Re. Dunque, s’io non regnassi,
Meritar non potrei da te rispetto?
Bertoldo. Signor, vi parlo schietto:
Tutti nudi sian nati,
Tutti nudi morremo;
Levatevi il vestito inargentato,
E vedrete che pari è il nostro stato.
Erminio. Troppo libero parli.
Bertoldo.

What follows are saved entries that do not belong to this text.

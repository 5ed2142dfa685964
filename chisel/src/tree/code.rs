use anyhow::{bail, Result};
use indexmap::IndexMap;
use crate::tree::class::ClassName;
use crate::tree::field::{FieldDescriptor, FieldRef};
use crate::tree::method::{MethodDescriptor, MethodRef};

/// Represents the code of a method.
///
/// Labels are method-local: every [`Label`] stored in here must come from
/// [`Code::fresh_label`] of this very instance. [`Code::clone_range`] relies
/// on this to keep freshly allocated label ids collision-free.
#[derive(Debug, Default, Clone, PartialEq)]
pub struct Code {
	pub max_stack: Option<u16>,
	pub max_locals: Option<u16>,

	pub instructions: Vec<InstructionListEntry>,
	pub exception_table: Vec<Exception>,

	pub local_variables: Option<Vec<Lv>>,

	next_label: u16,
}

impl Code {
	pub fn new() -> Code {
		Code::default()
	}

	/// Allocates a label id unused by this method.
	pub fn fresh_label(&mut self) -> Label {
		let label = Label { id: self.next_label };
		self.next_label += 1;
		label
	}

	/// Deep-copies a fragment of instructions, giving every label defined inside
	/// the fragment a fresh identity in this method.
	///
	/// Branch targets inside the fragment are rewritten through the substitution
	/// map, so jumps within the copy stay within the copy. A branch to a label
	/// the fragment doesn't define is an error: such a fragment can't be
	/// relocated into a foreign method.
	pub fn clone_range(&mut self, fragment: &[InstructionListEntry]) -> Result<Vec<InstructionListEntry>> {
		let mut substitution: IndexMap<Label, Label> = IndexMap::new();

		for entry in fragment {
			if let Some(old) = entry.label {
				let fresh = self.fresh_label();
				if substitution.insert(old, fresh).is_some() {
					bail!("label {old:?} is defined twice in the fragment");
				}
			}
		}

		let mut copied = Vec::with_capacity(fragment.len());
		for entry in fragment {
			let mut instruction = entry.instruction.clone();
			for target in instruction.labels_mut() {
				match substitution.get(target) {
					Some(&fresh) => *target = fresh,
					None => bail!("branch target {target:?} lies outside the copied fragment"),
				}
			}
			copied.push(InstructionListEntry {
				label: entry.label.map(|old| substitution[&old]),
				instruction,
			});
		}

		Ok(copied)
	}

	/// Inserts entries before the instruction at `index`.
	pub fn insert(&mut self, index: usize, entries: Vec<InstructionListEntry>) {
		self.instructions.splice(index..index, entries);
	}

	/// Conservatively raises the operand stack size.
	pub fn raise_max_stack(&mut self, extra: u16) {
		self.max_stack = Some(self.max_stack.unwrap_or(0).saturating_add(extra));
	}

	pub fn ensure_max_locals(&mut self, at_least: u16) {
		self.max_locals = Some(self.max_locals.unwrap_or(0).max(at_least));
	}
}

#[derive(Debug, Clone, PartialEq)]
pub struct InstructionListEntry {
	pub label: Option<Label>,
	pub instruction: Instruction,
}

impl InstructionListEntry {
	pub fn new(instruction: Instruction) -> InstructionListEntry {
		InstructionListEntry { label: None, instruction }
	}
}

#[derive(Debug, Clone, PartialEq)]
pub struct Exception {
	pub start: Label,
	pub end: Label,
	pub handler: Label,
	pub catch: Option<ClassName>,
}

/// Represents a position in the instruction list using a method-local id.
///
/// The id stored in the `id` field does **not** correspond to a bytecode
/// offset in any direct way; it only identifies the position. Note that the
/// implementation of [`Eq`] compares identity, not structure.
#[derive(Debug, Copy, Clone, PartialEq, Eq, PartialOrd, Ord, Hash)]
pub struct Label {
	id: u16,
}

/// Represents an index of a local variable.
///
/// If the local variable is of type `double` or `long`, it also occupies
/// the [`LvIndex`] with `index = index + 1`.
#[derive(Debug, Copy, Clone, PartialEq)]
pub struct LvIndex {
	pub index: u16,
}

#[derive(Debug, Clone, PartialEq)]
pub struct Lv {
	pub start: Label,
	pub end: Label,
	pub name: String,
	pub descriptor: FieldDescriptor,
	pub index: LvIndex,
}

/// Represents an instruction of the JVM.
///
/// Each instruction can either:
/// - hold no additional data, like [`Instruction::Nop`],
/// - hold some immediate value, like [`Instruction::BiPush`],
/// - hold a [local variable index][LvIndex], like [`Instruction::ILoad`] (note that this also represents the `iload_0` instruction for example),
/// - hold a [`Label`] for jumps, like [`Instruction::IfEq`],
/// - or hold other data the instruction needs.
#[derive(Debug, Clone, PartialEq)]
pub enum Instruction {
	Nop,
	AConstNull,
	IConstM1, IConst0, IConst1, IConst2, IConst3, IConst4, IConst5,
	LConst0, LConst1,
	FConst0, FConst1, FConst2,
	DConst0, DConst1,
	BiPush(i8),
	SiPush(i16),
	Ldc(Loadable),
	ILoad(LvIndex), LLoad(LvIndex), FLoad(LvIndex), DLoad(LvIndex), ALoad(LvIndex),
	IALoad, LALoad, FALoad, DALoad, AALoad, BALoad, CALoad, SALoad,
	IStore(LvIndex), LStore(LvIndex), FStore(LvIndex), DStore(LvIndex), AStore(LvIndex),
	IAStore, LAStore, FAStore, DAStore, AAStore, BAStore, CAStore, SAStore,
	Pop, Pop2,
	Dup, DupX1, DupX2,
	Dup2, Dup2X1, Dup2X2,
	Swap,
	IAdd, LAdd, FAdd, DAdd,
	ISub, LSub, FSub, DSub,
	IMul, LMul, FMul, DMul,
	IDiv, LDiv, FDiv, DDiv,
	IRem, LRem, FRem, DRem,
	INeg, LNeg, FNeg, DNeg,
	IShl, LShl,
	IShr, LShr,
	IUShr, LUShr,
	IAnd, LAnd,
	IOr, LOr,
	IXor, LXor,
	IInc(LvIndex, i16),
	I2L, I2F, I2D,
	L2I, L2F, L2D,
	F2I, F2L, F2D,
	D2I, D2L, D2F,
	I2B, I2C, I2S,
	LCmp,
	FCmpL, FCmpG,
	DCmpL, DCmpG,
	IfEq(Label), IfNe(Label), IfLt(Label), IfGe(Label), IfGt(Label), IfLe(Label),
	IfICmpEq(Label), IfICmpNe(Label), IfICmpLt(Label), IfICmpGe(Label), IfICmpGt(Label), IfICmpLe(Label),
	IfACmpEq(Label), IfACmpNe(Label),
	Goto(Label),
	TableSwitch {
		default: Label,
		low: i32,
		high: i32,
		table: Vec<Label>,
	},
	LookupSwitch {
		default: Label,
		/// Note that these must be ordered.
		pairs: Vec<(i32, Label)>,
	},
	IReturn, LReturn, FReturn, DReturn, AReturn,
	Return,
	GetStatic(FieldRef),
	PutStatic(FieldRef),
	GetField(FieldRef),
	PutField(FieldRef),
	InvokeVirtual(MethodRef),
	/// The bool is `true` iff it's on an interface, so if it referenced an `InterfaceMethodRef` constant pool entry.
	InvokeSpecial(MethodRef, bool),
	/// The bool is `true` iff it's on an interface, so if it referenced an `InterfaceMethodRef` constant pool entry.
	InvokeStatic(MethodRef, bool),
	InvokeInterface(MethodRef),
	New(ClassName),
	ANewArray(ClassName),
	ArrayLength,
	AThrow,
	CheckCast(ClassName),
	InstanceOf(ClassName),
	MonitorEnter, MonitorExit,
	IfNull(Label), IfNonNull(Label),
}

#[derive(Debug, Clone, PartialEq)]
pub enum Loadable {
	Integer(i32),
	Float(f32),
	Long(i64),
	Double(f64),
	Class(ClassName),
	String(String),
	MethodType(MethodDescriptor),
}

impl Instruction {
	/// All labels this instruction jumps to.
	pub fn labels_mut(&mut self) -> Vec<&mut Label> {
		use Instruction::*;
		match self {
			IfEq(l) | IfNe(l) | IfLt(l) | IfGe(l) | IfGt(l) | IfLe(l) |
			IfICmpEq(l) | IfICmpNe(l) | IfICmpLt(l) | IfICmpGe(l) | IfICmpGt(l) | IfICmpLe(l) |
			IfACmpEq(l) | IfACmpNe(l) |
			Goto(l) |
			IfNull(l) | IfNonNull(l) => vec![l],
			TableSwitch { default, table, .. } => {
				let mut labels = vec![default];
				labels.extend(table.iter_mut());
				labels
			},
			LookupSwitch { default, pairs } => {
				let mut labels = vec![default];
				labels.extend(pairs.iter_mut().map(|(_, l)| l));
				labels
			},
			_ => Vec::new(),
		}
	}

	/// The local variable index this instruction reads or writes, if any.
	pub fn local_index_mut(&mut self) -> Option<&mut LvIndex> {
		use Instruction::*;
		match self {
			ILoad(i) | LLoad(i) | FLoad(i) | DLoad(i) | ALoad(i) |
			IStore(i) | LStore(i) | FStore(i) | DStore(i) | AStore(i) |
			IInc(i, _) => Some(i),
			_ => None,
		}
	}

	pub fn is_return(&self) -> bool {
		use Instruction::*;
		matches!(self, IReturn | LReturn | FReturn | DReturn | AReturn | Return)
	}

	/// The member reference this instruction names, for field accesses and invokes.
	///
	/// This is what instruction-level selectors match against.
	pub fn member_ref(&self) -> Option<(&ClassName, &str, &str)> {
		use Instruction::*;
		match self {
			GetStatic(f) | PutStatic(f) | GetField(f) | PutField(f) =>
				Some((&f.class, f.name.as_str(), f.desc.as_str())),
			InvokeVirtual(m) | InvokeSpecial(m, _) | InvokeStatic(m, _) | InvokeInterface(m) =>
				Some((&m.class, m.name.as_str(), m.desc.as_str())),
			_ => None,
		}
	}

	pub fn is_field_access(&self) -> bool {
		use Instruction::*;
		matches!(self, GetStatic(_) | PutStatic(_) | GetField(_) | PutField(_))
	}

	pub fn is_invoke(&self) -> bool {
		use Instruction::*;
		matches!(self, InvokeVirtual(_) | InvokeSpecial(..) | InvokeStatic(..) | InvokeInterface(_))
	}
}
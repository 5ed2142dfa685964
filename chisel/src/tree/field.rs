use std::borrow::Cow;
use std::fmt::{Debug, Formatter};
use crate::macros::{from_impl_for_string_and_str, make_display, partial_eq_impl_for_str};
use crate::tree::class::ClassName;

#[derive(Debug, Clone, PartialEq)]
pub struct Field {
	pub access: FieldAccess,
	pub name: FieldName,
	pub descriptor: FieldDescriptor,
}

impl Field {
	pub fn new(access: FieldAccess, name: FieldName, descriptor: FieldDescriptor) -> Field {
		Field { access, name, descriptor }
	}
}

#[derive(Copy, Clone, Default, Hash, Eq, PartialEq)]
pub struct FieldAccess {
	pub is_public: bool,
	pub is_private: bool,
	pub is_protected: bool,
	pub is_static: bool,
	pub is_final: bool,
	pub is_volatile: bool,
	pub is_transient: bool,
	pub is_synthetic: bool,
	pub is_enum: bool,
}

impl Debug for FieldAccess {
	fn fmt(&self, f: &mut Formatter<'_>) -> std::fmt::Result {
		f.write_str("FieldAccess { ")?;
		if self.is_public    { f.write_str("public ")?; }
		if self.is_private   { f.write_str("private ")?; }
		if self.is_protected { f.write_str("protected ")?; }
		if self.is_static    { f.write_str("static ")?; }
		if self.is_final     { f.write_str("final ")?; }
		if self.is_volatile  { f.write_str("volatile ")?; }
		if self.is_transient { f.write_str("transient ")?; }
		if self.is_synthetic { f.write_str("synthetic ")?; }
		if self.is_enum      { f.write_str("enum ")?; }
		f.write_str("}")
	}
}

impl From<u16> for FieldAccess {
	fn from(value: u16) -> Self {
		FieldAccess {
			is_public:    value & 0x0001 != 0,
			is_private:   value & 0x0002 != 0,
			is_protected: value & 0x0004 != 0,
			is_static:    value & 0x0008 != 0,
			is_final:     value & 0x0010 != 0,
			is_volatile:  value & 0x0040 != 0,
			is_transient: value & 0x0080 != 0,
			is_synthetic: value & 0x1000 != 0,
			is_enum:      value & 0x4000 != 0,
		}
	}
}

impl From<FieldAccess> for u16 {
	fn from(value: FieldAccess) -> Self {
		(if value.is_public    { 0x0001 } else { 0 }) |
		(if value.is_private   { 0x0002 } else { 0 }) |
		(if value.is_protected { 0x0004 } else { 0 }) |
		(if value.is_static    { 0x0008 } else { 0 }) |
		(if value.is_final     { 0x0010 } else { 0 }) |
		(if value.is_volatile  { 0x0040 } else { 0 }) |
		(if value.is_transient { 0x0080 } else { 0 }) |
		(if value.is_synthetic { 0x1000 } else { 0 }) |
		(if value.is_enum      { 0x4000 } else { 0 })
	}
}

/// A field reference: owner class, field name and field descriptor.
#[derive(Debug, Clone, Eq, PartialEq, Ord, PartialOrd, Hash)]
pub struct FieldRef {
	pub class: ClassName,
	pub name: FieldName,
	pub desc: FieldDescriptor,
}

#[derive(Debug, Clone, Eq, PartialEq, Ord, PartialOrd, Hash)]
pub struct FieldName(Cow<'static, str>);

from_impl_for_string_and_str!(FieldName);
partial_eq_impl_for_str!(FieldName);
make_display!(FieldName);

#[derive(Debug, Clone, Eq, PartialEq, Ord, PartialOrd, Hash)]
pub struct FieldDescriptor(Cow<'static, str>);

from_impl_for_string_and_str!(FieldDescriptor);
partial_eq_impl_for_str!(FieldDescriptor);
make_display!(FieldDescriptor);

A me la lingua
Pel1 libero parlar formò natura:
Quel che sento nel cor, dico a drittura.
So che sincerità fra voi non s’usa,
Che dalla Corte esclusa,
La bella verità sen va raminga;
So che convien che finga,
Chi grazie vuol sperar dal suo sovrano;
So che l’uomo da ben fatica invano.
Io, che grazie non curo,
Che insulti non pavento,
Dico quel che mi pare, e quel che sento.
Re. (L’audacia di costui non è disgiunta
Da un maturo consiglio). Amico, io lodo
La tua sincerità. Ti bramo in Corte.
Vuoi tu meco venir?
Bertoldo. Venir in Corte?
S’io venissi colà, povero voi!
Poveri i cortigiani! In poco tempo
Scoprir vorrei, con il mio capo tondo,
I vizi della Corte a tutto il mondo.
Erminio. Di quai vizi favelli?
Bertoldo. Non mi fate parlar: segrete trame,
Maldicenze pungenti,
Calunnie, tradimenti,
- ↑ Nell’ed. Fenzo, 1749: per.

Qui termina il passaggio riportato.